• PROBLEM REQUIREMENTS: Retype every record exactly as it appears.

-- INPUT RECORDS follows --

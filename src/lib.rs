// eebus: an embedded EEBUS home-energy interoperability stack.
//
// Two wire protocols over a mutually-authenticated transport: SHIP drives
// connection handshake, trust and lifecycle; SPINE exposes the
// device → entity → feature → function data model with read / reply /
// notify / write / call / result commands, mediated by subscriptions and
// bindings.
//
// The crates compose bottom-up:
//   eebus-runtime  queue, timer, event hub, error taxonomy
//   eebus-wire     SHIP frames, SPINE datagrams, the ordered-JSON codec
//   eebus-ship     SME connection state machine and the SHIP node
//   eebus-spine    local device, remote mirrors, routing, node management
//
// This crate adds the service facade wiring a SHIP node and a SPINE
// device together. mDNS discovery, certificate handling and the concrete
// TLS/WebSocket transport stay with the embedder; transports are injected
// through `eebus_ship::ShipTransport`.

pub mod service;

pub use eebus_runtime::EebusError;
pub use eebus_ship::{ShipNode, ShipNodeConfig, ShipRole, ShipTransport, SmeState, transport};
pub use eebus_spine::{
    DeviceEventHub, DeviceInfo, DeviceLocal, ElementChange, EntitySpec, EventPayload, EventType,
    FeatureSpec, ResponseMessage, ResponseResult, WriteRequest,
};
pub use eebus_wire::{ship, spine};
pub use service::{EebusService, ServiceConfig, ServiceReader};
//! Device/entity/data change events published to core subscribers.

use eebus_runtime::EventHub;
use eebus_wire::spine::{CmdClassifier, EntityAddress, FeatureAddress, FunctionType};

#[derive(Debug, Clone, Copy, PartialEq, Eq)]
pub enum EventType {
    DeviceChange,
    EntityChange,
    DataChange,
}

#[derive(Debug, Clone, Copy, PartialEq, Eq)]
pub enum ElementChange {
    Add,
    Remove,
    Update,
}

/// One published change event.
#[derive(Debug, Clone)]
pub struct EventPayload {
    /// SKI of the peer the change concerns; empty for purely local changes.
    pub ski: String,
    pub event: EventType,
    pub change: ElementChange,
    pub device_address: Option<String>,
    pub entity_address: Option<EntityAddress>,
    /// Remote feature the data originated from, on data changes.
    pub feature_address: Option<FeatureAddress>,
    /// Local feature that processed the data, on data changes.
    pub local_feature: Option<FeatureAddress>,
    pub function: Option<FunctionType>,
    pub classifier: Option<CmdClassifier>,
}

impl EventPayload {
    pub fn new(ski: impl Into<String>, event: EventType, change: ElementChange) -> Self {
        EventPayload {
            ski: ski.into(),
            event,
            change,
            device_address: None,
            entity_address: None,
            feature_address: None,
            local_feature: None,
            function: None,
            classifier: None,
        }
    }
}

/// The per-device event hub; passed by reference, never global.
pub type DeviceEventHub = EventHub<EventPayload>;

-- INPUT RECORDS concluded --

• ANSWER TO THIS EXERCISE:
filename src/lib.rs
// eebus: an embedded EEBUS home-energy interoperability stack.
//
// Two wire protocols over a mutually-authenticated transport: SHIP drives
// connection handshake, trust and lifecycle; SPINE exposes the
// device → entity → feature → function data model with read / reply /
// notify / write / call / result commands, mediated by subscriptions and
// bindings.
//
// The crates compose bottom-up:
//   eebus-runtime  queue, timer, event hub, error taxonomy
//   eebus-wire     SHIP frames, SPINE datagrams, the ordered-JSON codec
//   eebus-ship     SME connection state machine and the SHIP node
//   eebus-spine    local device, remote mirrors, routing, node management
//
// This crate adds the service facade wiring a SHIP node and a SPINE
// device together. mDNS discovery, certificate handling and the concrete
// TLS/WebSocket transport stay with the embedder; transports are injected
// through `eebus_ship::ShipTransport`.

pub mod service;

pub use eebus_runtime::EebusError;
pub use eebus_ship::{ShipNode, ShipNodeConfig, ShipRole, ShipTransport, SmeState, transport};
pub use eebus_spine::{
    DeviceEventHub, DeviceInfo, DeviceLocal, ElementChange, EntitySpec, EventPayload, EventType,
    FeatureSpec, ResponseMessage, ResponseResult, WriteRequest,
};
pub use eebus_wire::{ship, spine};
pub use service::{EebusService, ServiceConfig, ServiceReader};
//! Device/entity/data change events published to core subscribers.

use eebus_runtime::EventHub;
use eebus_wire::spine::{CmdClassifier, EntityAddress, FeatureAddress, FunctionType};

#[derive(Debug, Clone, Copy, PartialEq, Eq)]
pub enum EventType {
    DeviceChange,
    EntityChange,
    DataChange,
}

#[derive(Debug, Clone, Copy, PartialEq, Eq)]
pub enum ElementChange {
    Add,
    Remove,
    Update,
}

/// One published change event.
#[derive(Debug, Clone)]
pub struct EventPayload {
    /// SKI of the peer the change concerns; empty for purely local changes.
    pub ski: String,
    pub event: EventType,
    pub change: ElementChange,
    pub device_address: Option<String>,
    pub entity_address: Option<EntityAddress>,
    /// Remote feature the data originated from, on data changes.
    pub feature_address: Option<FeatureAddress>,
    /// Local feature that processed the data, on data changes.
    pub local_feature: Option<FeatureAddress>,
    pub function: Option<FunctionType>,
    pub classifier: Option<CmdClassifier>,
}

impl EventPayload {
    pub fn new(ski: impl Into<String>, event: EventType, change: ElementChange) -> Self {
        EventPayload {
            ski: ski.into(),
            event,
            change,
            device_address: None,
            entity_address: None,
            feature_address: None,
            local_feature: None,
            function: None,
            classifier: None,
        }
    }
}

/// The per-device event hub; passed by reference, never global.
pub type DeviceEventHub = EventHub<EventPayload>;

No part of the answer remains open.